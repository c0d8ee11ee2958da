// Copyright 2020-2025 IOTA Stiftung
// SPDX-License-Identifier: Apache-2.0

//! Error types for statement validation and discovery operations

use thiserror::Error;

use crate::client::error::FetchError;

/// Errors from parsing and validating federation statements
#[derive(Debug, Error, strum::IntoStaticStr)]
#[non_exhaustive]
pub enum StatementError {
    /// Statement is not a syntactically valid signed JWT
    #[error("malformed JWT: {reason}")]
    MalformedJwt { reason: String },

    /// Signature verification against the expected keyset failed
    #[error("untrusted statement issued by {iss}: {reason}")]
    Untrusted { iss: String, reason: String },

    /// A required claim is absent
    #[error("missing required claim '{claim}'")]
    MissingClaim { claim: String },

    /// Statement lifetime is over
    #[error("statement about {sub} expired at {exp}")]
    Expired { sub: String, exp: u64 },

    /// Statement was issued in the future
    #[error("statement about {sub} is not yet valid (iat {iat})")]
    NotYetValid { sub: String, iat: u64 },
}

impl StatementError {
    pub(crate) fn malformed(reason: impl ToString) -> Self {
        StatementError::MalformedJwt {
            reason: reason.to_string(),
        }
    }

    pub(crate) fn untrusted(iss: impl Into<String>, reason: impl Into<String>) -> Self {
        StatementError::Untrusted {
            iss: iss.into(),
            reason: reason.into(),
        }
    }

    pub(crate) fn missing(claim: impl Into<String>) -> Self {
        StatementError::MissingClaim { claim: claim.into() }
    }

    /// Stable kind string for diagnostics.
    pub fn kind(&self) -> &'static str {
        self.into()
    }
}

/// Composite error for discovery operations
#[derive(Debug, Error, strum::IntoStaticStr)]
#[non_exhaustive]
pub enum OperationError {
    /// Document retrieval failed
    #[error(transparent)]
    Fetch(#[from] FetchError),

    /// Statement validation failed
    #[error(transparent)]
    Statement(#[from] StatementError),

    /// Superior publishes no fetch endpoint for subordinate statements
    #[error("{entity} publishes no federation_fetch_endpoint")]
    NoFetchEndpoint { entity: String },

    /// Operation interrupted by cancellation
    #[error("operation cancelled")]
    Cancelled,
}

impl OperationError {
    /// Stable kind string for diagnostics, delegating to the wrapped error
    /// where there is one.
    pub fn kind(&self) -> &'static str {
        match self {
            OperationError::Fetch(e) => e.kind(),
            OperationError::Statement(e) => e.kind(),
            other => other.into(),
        }
    }
}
*****
Problem details
What you return should be the lines from the start of the data through the line with "validating federation statements", quoted exactly and nothing more.

Response to the exercise
repository c0d8ee11ee2958da
// Copyright 2020-2025 IOTA Stiftung
// SPDX-License-Identifier: Apache-2.0

//! Error types for statement validation and discovery operations

use thiserror::Error;

use crate::client::error::FetchError;

/// Errors from parsing and validating federation statements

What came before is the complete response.